Forschung als Grundlage

AMPERIAL Technologies entstand als Ausgründung aus der Forschung zu Nanokristallen am Energie Campus Nürnberg (ENCN) der Friedrich-Alexander-Universität Erlangen-Nürnberg (FAU).
Die Forschungsgruppe „Solution Processed Semiconductors“ (SoPSem) ist Teil des Lehrstuhls für Materialien der Elektronik und Energietechnologie des Departments Werkstoffwissenschaften. Die Forschungsarbeiten fanden unter der Leitung von Prof. Dr. Wolfgang Heiß statt, der sich seit über 20 Jahren auf nanokristalline Chemie und Elektronik spezialisiert hat.
Seit 2015 promoviert Niall Killilea mit Fokus auf der Entwicklung und Entdeckung neuer Materialien aus dem Bereich Infrarot-aktive Elektronik. Im Jahr 2020 begann er mit der Entwicklung einer neuartigen Metalloxid-Nanokristall-Tinte, Anfang 2021 gipfelte seine Forschungsarbeit in einem ersten Prototypen einer neuartigen, elektrochromen Folie. Der Prototyp demonstrierte das enorme Potenzial der Technologie, sie in ein Produkt mit hohem Marktpotenzial weiterzuentwickeln.

Förderung und Auszeichnung

2023 wurde das Team vom Bundesministerium für Wirtschaft und Klimaschutz und dem Europäischen Sozialfonds durch das EXIST Gründerstipendium mit einem sechsstelligen Fördergeld unterstützt. Im Juni 2023 freute man sich über eine Auszeichnung im Businessplan-Wettbewerb Nordbayern der Initiative BayStartUP: In Phase 2 stand AMPERIAL auf Platz 1, mit Platz 2 in der finalen Runde waren eine Siegerprämie in fünfstelliger Höhe, individuelles Finanzierungscoachings sowie der Zugang zum BayStartUP Investorennetzwerk verbunden. Im September 2023 fand die neue Folie in der Fachpublikation VDI-Nachrichten Zuspruch.2024 qualifizierte sich AMPERIAL bei den internationalen ODDO BHF Young Entrepreneurs Awards 2024 (OYEA) als einer von 10 Finalisten. ODDO BHF ist eine deutsch-französische Finanzgruppe, die 128 Mrd. Euro an Vermögenswerten für ihre Kunden verwaltet und mit dem OYEA junge Unternehmen fördert und unterstützt. Am 28. Februar erreichte AMPERIAL Platz 2 im „People‘s Choice Award“, dem Publikumspreis. Der bringt zwar kein Preisgeld ein – aber die Möglichkeit, sich dort zu präsentieren und Kontakte zu zu knüpfen, war „Gold wert“, so Matthias Trost.

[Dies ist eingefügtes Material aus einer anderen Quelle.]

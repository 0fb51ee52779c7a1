//! API implementations behind the HTTP routes.

pub mod authorization;
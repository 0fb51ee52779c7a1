//! Identity token records and the persisted ledger snapshot.

use alloy_primitives::{Address, U256};
use serde::{Deserialize, Serialize};
use std::collections::{BTreeMap, HashMap};

/// Sequential token identifier. The first minted token is `1`; `0` means "none".
pub type TokenId = u64;

/// Metadata recorded when an identity token is minted.
///
/// The record outlives the token: after a burn the owner link is cleared but
/// the verification code and timestamp stay readable.
#[derive(Debug, Clone, PartialEq, Eq, Serialize, Deserialize)]
pub struct TokenRecord {
	/// Token id.
	pub token_id: TokenId,
	/// Current owner, `None` once burned.
	pub owner: Option<Address>,
	/// Verification id supplied at mint, empty when none was given.
	pub verify_code: String,
	/// Timestamp of the block that included the mint.
	pub mint_timestamp: u64,
}

/// Complete ledger state, serialisable for persistence.
#[derive(Debug, Clone, PartialEq, Eq, Serialize, Deserialize)]
pub struct LedgerState {
	/// Replay-protection counter per account.
	pub nonces: HashMap<Address, U256>,
	/// Token held by each account (absent when balance is zero).
	pub holdings: HashMap<Address, TokenId>,
	/// Every token ever minted, by id.
	pub tokens: BTreeMap<TokenId, TokenRecord>,
	/// Id the next mint will receive.
	pub next_token_id: TokenId,
	/// Sum of accepted mint payments in wei.
	pub collected: U256,
}

impl Default for LedgerState {
	fn default() -> Self {
		Self {
			nonces: HashMap::new(),
			holdings: HashMap::new(),
			tokens: BTreeMap::new(),
			next_token_id: 1,
			collected: U256::ZERO,
		}
	}
}

impl LedgerState {
	/// Current nonce for `account` (zero if never used).
	pub fn nonce_of(&self, account: &Address) -> U256 {
		self.nonces.get(account).copied().unwrap_or_default()
	}

	/// Balance of `account`: 1 while it holds a token, otherwise 0.
	pub fn balance_of(&self, account: &Address) -> u64 {
		u64::from(self.holdings.contains_key(account))
	}
}
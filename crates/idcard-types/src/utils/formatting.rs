//! String formatting utilities for logs and CLI output.

use alloy_primitives::U256;

/// Removes "0x" or "0X" prefix from a hex string if present.
pub fn without_0x_prefix(hex_str: &str) -> &str {
	hex_str
		.strip_prefix("0x")
		.or_else(|| hex_str.strip_prefix("0X"))
		.unwrap_or(hex_str)
}

/// Formats a wei amount as ether, e.g. `10000000000000000` -> `"0.01"`.
pub fn format_wei(amount: U256) -> String {
	const DECIMALS: usize = 18;
	let digits = amount.to_string();

	let (integer_part, decimal_part) = if digits.len() <= DECIMALS {
		("0".to_string(), format!("{:0>width$}", digits, width = DECIMALS))
	} else {
		let split_pos = digits.len() - DECIMALS;
		(digits[..split_pos].to_string(), digits[split_pos..].to_string())
	};

	let decimal_trimmed = decimal_part.trim_end_matches('0');
	if decimal_trimmed.is_empty() {
		integer_part
	} else {
		format!("{}.{}", integer_part, decimal_trimmed)
	}
}
//! Utility functions for encoding, parsing and display formatting.

pub mod constants;
pub mod conversion;
pub mod formatting;
pub mod helpers;
pub mod packed;

pub use constants::{DEFAULT_EXPIRY_WINDOW_BLOCKS, DEFAULT_MINT_PRICE_WEI, DEVNET_CHAIN_ID};
pub use conversion::parse_address;
pub use formatting::{format_wei, without_0x_prefix};
pub use helpers::current_timestamp;
pub use packed::PackedEncoder;
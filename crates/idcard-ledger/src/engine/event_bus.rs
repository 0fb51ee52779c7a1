//! Broadcast channel for ledger events.

use idcard_types::LedgerEvent;
use tokio::sync::broadcast;

/// Fan-out bus for `LedgerEvent`s.
///
/// Cloning shares the underlying channel. Publishing with no subscribers is
/// not an error; slow subscribers lose the oldest events once `capacity` is
/// exceeded.
#[derive(Clone)]
pub struct EventBus {
	sender: broadcast::Sender<LedgerEvent>,
}

impl EventBus {
	pub fn new(capacity: usize) -> Self {
		let (sender, _) = broadcast::channel(capacity);
		Self { sender }
	}

	pub fn subscribe(&self) -> broadcast::Receiver<LedgerEvent> {
		self.sender.subscribe()
	}

	/// Publishes `event` and returns how many subscribers received it.
	pub fn publish(&self, event: LedgerEvent) -> usize {
		self.sender.send(event).unwrap_or(0)
	}
}

impl Default for EventBus {
	fn default() -> Self {
		Self::new(1000)
	}
}

#[cfg(test)]
mod tests {
	use super::*;
	use idcard_types::{Address, LedgerCall};

	#[tokio::test]
	async fn test_publish_reaches_subscribers() {
		let bus = EventBus::new(8);
		assert_eq!(
			bus.publish(LedgerEvent::Rejected {
				recipient: Address::ZERO,
				call: LedgerCall::Mint,
				reason: "nobody listening".into(),
			}),
			0
		);

		let mut rx = bus.clone().subscribe();
		let event = LedgerEvent::Rejected {
			recipient: Address::ZERO,
			call: LedgerCall::Burn,
			reason: "No balance to burn".into(),
		};
		assert_eq!(bus.publish(event.clone()), 1);
		assert_eq!(rx.recv().await.unwrap(), event);
	}
}
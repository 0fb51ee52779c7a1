//! HTTP server for the IdentityCard signing API.

use crate::factory_registry::ServiceContext;
use alloy_primitives::Address;
use axum::{
	extract::{Path, State},
	response::Json,
	routing::{get, post},
	Router,
};
use idcard_auth::AuthorizationIssuer;
use idcard_chain::ChainService;
use idcard_config::ApiConfig;
use idcard_storage::StorageService;
use idcard_types::{APIError, AuthorizationRequest, AuthorizationResponse, HealthResponse};
use std::sync::Arc;
use tokio::net::TcpListener;
use tower::ServiceBuilder;
use tower_http::cors::CorsLayer;

/// Shared application state for the API server.
#[derive(Clone)]
pub struct AppState {
	pub issuer: Arc<AuthorizationIssuer>,
	pub chain: Arc<ChainService>,
	/// Records the last authorization issued per recipient.
	pub storage: Arc<StorageService>,
	pub authorizer: Address,
}

impl From<&ServiceContext> for AppState {
	fn from(context: &ServiceContext) -> Self {
		Self {
			issuer: context.issuer.clone(),
			chain: context.chain.clone(),
			storage: context.storage.clone(),
			authorizer: context.authorizer,
		}
	}
}

/// Builds the API router under the `/api` base path.
pub fn router(state: AppState) -> Router {
	Router::new()
		.nest(
			"/api",
			Router::new()
				.route("/health", get(handle_health))
				.route("/authorizations", post(handle_issue))
				.route("/authorizations/{recipient}", get(handle_get_authorization)),
		)
		.layer(ServiceBuilder::new().layer(CorsLayer::permissive()))
		.with_state(state)
}

/// Starts the HTTP server and serves until it fails.
pub async fn start_server(
	api_config: ApiConfig,
	state: AppState,
) -> Result<(), Box<dyn std::error::Error>> {
	let app = router(state);

	let bind_address = format!("{}:{}", api_config.host, api_config.port);
	let listener = TcpListener::bind(&bind_address).await?;

	tracing::info!("IdentityCard signing API starting on {}", bind_address);

	axum::serve(listener, app).await?;

	Ok(())
}

/// Handles POST /api/authorizations requests.
async fn handle_issue(
	State(state): State<AppState>,
	Json(request): Json<AuthorizationRequest>,
) -> Result<Json<AuthorizationResponse>, APIError> {
	match crate::apis::authorization::issue_authorization(&state, request).await {
		Ok(response) => Ok(Json(response)),
		Err(e) => {
			tracing::warn!("Authorization request failed: {}", e);
			Err(e)
		},
	}
}

/// Handles GET /api/authorizations/{recipient} requests.
async fn handle_get_authorization(
	Path(recipient): Path<String>,
	State(state): State<AppState>,
) -> Result<Json<AuthorizationResponse>, APIError> {
	crate::apis::authorization::get_authorization(&state, &recipient)
		.await
		.map(Json)
}

/// Handles GET /api/health requests.
async fn handle_health(State(state): State<AppState>) -> Result<Json<HealthResponse>, APIError> {
	crate::apis::authorization::health(&state).await.map(Json)
}
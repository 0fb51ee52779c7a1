//! Local private-key account.
//!
//! Keeps the authorizer key in process memory. The key normally arrives
//! through `${SIGNER_PK}` in the configuration file.

use crate::{AccountError, AccountFactory, AccountInterface, AccountRegistry};
use alloy_primitives::{Address, Bytes};
use alloy_signer::Signer;
use alloy_signer_local::PrivateKeySigner;
use async_trait::async_trait;
use idcard_types::{
	ConfigSchema, Field, FieldType, ImplementationRegistry, Schema, SecretString, ValidationError,
};

/// Account backed by an in-memory secp256k1 key.
pub struct LocalAccount {
	signer: PrivateKeySigner,
}

impl LocalAccount {
	/// Builds an account from a hex private key (with or without `0x`).
	pub fn new(private_key: &SecretString) -> Result<Self, AccountError> {
		let signer = private_key.with_exposed(|key| {
			key.trim()
				.parse::<PrivateKeySigner>()
				.map_err(|e| AccountError::InvalidKey(format!("Failed to parse private key: {}", e)))
		})?;

		tracing::debug!(address = %signer.address(), "Loaded local account");
		Ok(Self { signer })
	}
}

#[async_trait]
impl AccountInterface for LocalAccount {
	fn config_schema(&self) -> Box<dyn ConfigSchema> {
		Box::new(LocalAccountSchema)
	}

	async fn address(&self) -> Result<Address, AccountError> {
		Ok(self.signer.address())
	}

	async fn sign_message(&self, message: &[u8]) -> Result<Bytes, AccountError> {
		let signature = self
			.signer
			.sign_message(message)
			.await
			.map_err(|e| AccountError::SigningFailed(e.to_string()))?;
		Ok(Bytes::from(signature.as_bytes().to_vec()))
	}
}

/// Configuration schema for LocalAccount.
pub struct LocalAccountSchema;

impl ConfigSchema for LocalAccountSchema {
	fn validate(&self, config: &toml::Value) -> Result<(), ValidationError> {
		let schema = Schema::new(vec![Field::new("private_key", FieldType::PrivateKey)], vec![]);
		schema.validate(config)
	}
}

/// Factory function to create a local account from configuration.
///
/// Configuration parameters:
/// - `private_key`: hex-encoded secp256k1 key
pub fn create_account(config: &toml::Value) -> Result<Box<dyn AccountInterface>, AccountError> {
	LocalAccountSchema
		.validate(config)
		.map_err(|e| AccountError::InvalidKey(e.to_string()))?;

	let key = config
		.get("private_key")
		.and_then(|v| v.as_str())
		.ok_or_else(|| AccountError::InvalidKey("private_key is required".to_string()))?;

	Ok(Box::new(LocalAccount::new(&SecretString::from(key))?))
}

/// Registry for the local account implementation.
pub struct Registry;

impl ImplementationRegistry for Registry {
	const NAME: &'static str = "local";
	type Factory = AccountFactory;

	fn factory() -> Self::Factory {
		create_account
	}
}

impl AccountRegistry for Registry {}
//! Redacting string wrapper for key material.
//!
//! The authorizer private key flows from the environment through the
//! configuration into the account implementation. `SecretString` keeps it out
//! of logs and serialized output and wipes the buffer on drop.

use serde::{Deserialize, Deserializer, Serialize, Serializer};
use std::fmt;
use zeroize::Zeroizing;

const REDACTED: &str = "***REDACTED***";

/// A string that zeroes its memory on drop and never prints its contents.
#[derive(Clone)]
pub struct SecretString(Zeroizing<String>);

impl SecretString {
	/// Creates a new SecretString from a regular string.
	pub fn new(s: String) -> Self {
		Self(Zeroizing::new(s))
	}

	/// Exposes the secret as a string slice.
	///
	/// Callers must not log or persist the returned value.
	pub fn expose_secret(&self) -> &str {
		&self.0
	}

	/// Runs `f` with the exposed secret, limiting the scope of exposure.
	pub fn with_exposed<F, R>(&self, f: F) -> R
	where
		F: FnOnce(&str) -> R,
	{
		f(&self.0)
	}
}

impl fmt::Debug for SecretString {
	fn fmt(&self, f: &mut fmt::Formatter<'_>) -> fmt::Result {
		write!(f, "SecretString({})", REDACTED)
	}
}

impl fmt::Display for SecretString {
	fn fmt(&self, f: &mut fmt::Formatter<'_>) -> fmt::Result {
		f.write_str(REDACTED)
	}
}

impl From<String> for SecretString {
	fn from(s: String) -> Self {
		Self::new(s)
	}
}

impl From<&str> for SecretString {
	fn from(s: &str) -> Self {
		Self::new(s.to_string())
	}
}

impl PartialEq for SecretString {
	fn eq(&self, other: &Self) -> bool {
		self.0.as_str() == other.0.as_str()
	}
}

impl Eq for SecretString {}

// Serialized configs never carry the key.
impl Serialize for SecretString {
	fn serialize<S>(&self, serializer: S) -> Result<S::Ok, S::Error>
	where
		S: Serializer,
	{
		serializer.serialize_str(REDACTED)
	}
}

impl<'de> Deserialize<'de> for SecretString {
	fn deserialize<D>(deserializer: D) -> Result<Self, D::Error>
	where
		D: Deserializer<'de>,
	{
		String::deserialize(deserializer).map(SecretString::new)
	}
}
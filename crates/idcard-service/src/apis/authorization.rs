//! Authorization issuance endpoints.
//!
//! Issues signed authorizations for the configured ledger and keeps the
//! last one issued per recipient so clients can fetch it again.

use crate::server::AppState;
use alloy_primitives::Address;
use idcard_auth::IssueError;
use idcard_types::{
	APIError, AuthorizationRequest, AuthorizationResponse, AuthorizationScope, HealthResponse,
	SignedAuthorization, StorageKey,
};
use tracing::{info, warn};

fn recipient_id(recipient: &Address) -> String {
	recipient.to_string().to_lowercase()
}

/// Maps issuance failures onto HTTP errors.
fn issue_error(e: IssueError) -> APIError {
	match e {
		IssueError::MissingChainId => APIError::BadRequest {
			error_type: "CHAIN_ID_MISSING".to_string(),
			message: e.to_string(),
		},
		IssueError::Chain(_) => APIError::BadGateway {
			error_type: "CHAIN_UNAVAILABLE".to_string(),
			message: e.to_string(),
		},
		IssueError::Signing(_) => APIError::InternalServerError {
			error_type: "SIGNING_FAILED".to_string(),
			message: e.to_string(),
		},
	}
}

/// Issues an authorization for the requested recipient and scope.
pub async fn issue_authorization(
	state: &AppState,
	request: AuthorizationRequest,
) -> Result<AuthorizationResponse, APIError> {
	if request.recipient == Address::ZERO {
		return Err(APIError::BadRequest {
			error_type: "INVALID_RECIPIENT".to_string(),
			message: "Recipient cannot be the zero address".to_string(),
		});
	}

	let scope = AuthorizationScope::from_verification_id(request.verification_id);
	let signed = state
		.issuer
		.issue(request.recipient, scope)
		.await
		.map_err(issue_error)?;

	if let Err(e) = state
		.storage
		.store(
			StorageKey::IssuedAuthorizations,
			&recipient_id(&request.recipient),
			&signed,
		)
		.await
	{
		warn!(recipient = %request.recipient, error = %e, "Failed to record issued authorization");
	}

	Ok(signed.into())
}

/// Returns the last authorization issued for `recipient`.
pub async fn get_authorization(
	state: &AppState,
	recipient: &str,
) -> Result<AuthorizationResponse, APIError> {
	let recipient: Address = idcard_types::parse_address(recipient).map_err(|e| {
		APIError::BadRequest {
			error_type: "INVALID_RECIPIENT".to_string(),
			message: e,
		}
	})?;

	let stored: Option<SignedAuthorization> = state
		.storage
		.retrieve_optional(StorageKey::IssuedAuthorizations, &recipient_id(&recipient))
		.await
		.map_err(|e| APIError::InternalServerError {
			error_type: "STORAGE_ERROR".to_string(),
			message: e.to_string(),
		})?;

	match stored {
		Some(signed) => {
			info!(recipient = %recipient, nonce = %signed.nonce, "Returning issued authorization");
			Ok(signed.into())
		},
		None => Err(APIError::NotFound {
			error_type: "AUTHORIZATION_NOT_FOUND".to_string(),
			message: format!("No authorization issued for {}", recipient),
		}),
	}
}

/// Reports the authorizer, ledger and chain the service signs for.
pub async fn health(state: &AppState) -> Result<HealthResponse, APIError> {
	let snapshot = state
		.chain
		.snapshot()
		.await
		.map_err(|e| APIError::BadGateway {
			error_type: "CHAIN_UNAVAILABLE".to_string(),
			message: e.to_string(),
		})?;

	Ok(HealthResponse {
		status: "ok".to_string(),
		authorizer: state.authorizer,
		contract: state.issuer.contract(),
		chain_id: snapshot.chain_id,
		block_number: snapshot.block_number,
	})
}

Licht kommt rein, Hitze bleibt draußen

Klimaanlagen in Wohn- und Bürogebäuden beanspruchen bereits heute mit 2.000 TWh oder 2 Billionen kWh rund 10 Prozent der weltweit verbrauchten Energie. Der Großteil der unerwünschten Hitze tritt als Sonnenstrahlung durch Fenster und Glasfassaden ins Gebäude ein. Statischer Sonnenschutz hilft zwar im Sommer, wirkt jedoch im Winter kontraproduktiv, die Installation lichtabweisender Scheiben oder Verschattungssysteme ist aufwändig.Die Lösung ist ein dynamischer Hitzeschutz mit intelligenten Sonnenschutzfolien. Das nanotechnologische Material ermöglicht eine kostengünstige Nachrüstung für jede Gebäudegröße und kann die Aufheizung im Gebäude um bis zu 7°C sowie den Stromverbrauch für Kühlung und Beleuchtung um bis zu 26 Prozent reduzieren.
Die transparente Folie reflektiert hauptsächlich den Wärmeanteil des Sonnenlichts, ohne den gewünschten Tageslichteinfall zu beeinträchtigen: „Licht kommt rein, Hitze bleibt draußen.“ Der Effekt kann automatisiert (nach Temperatur, Jahreszeit oder Sonneneinstrahlung) aktiviert oder deaktiviert werden oder auch individuell nach Komfort und Wohlbefinden. Zudem kann die Folie graduell getönt werden, um unangenehme Sonnenblendung zu vermeiden.
Dabei muss die Folie nicht ständig „unter Strom“ stehen, sondern nur zum „Umschalten“. Zwar gibt es bereits „Smart Windows“ mit intelligenten Glasscheiben und Tönungseffekt, aber nur durch extrem teure Verfahren, die sich nicht auf Folie realisieren lassen.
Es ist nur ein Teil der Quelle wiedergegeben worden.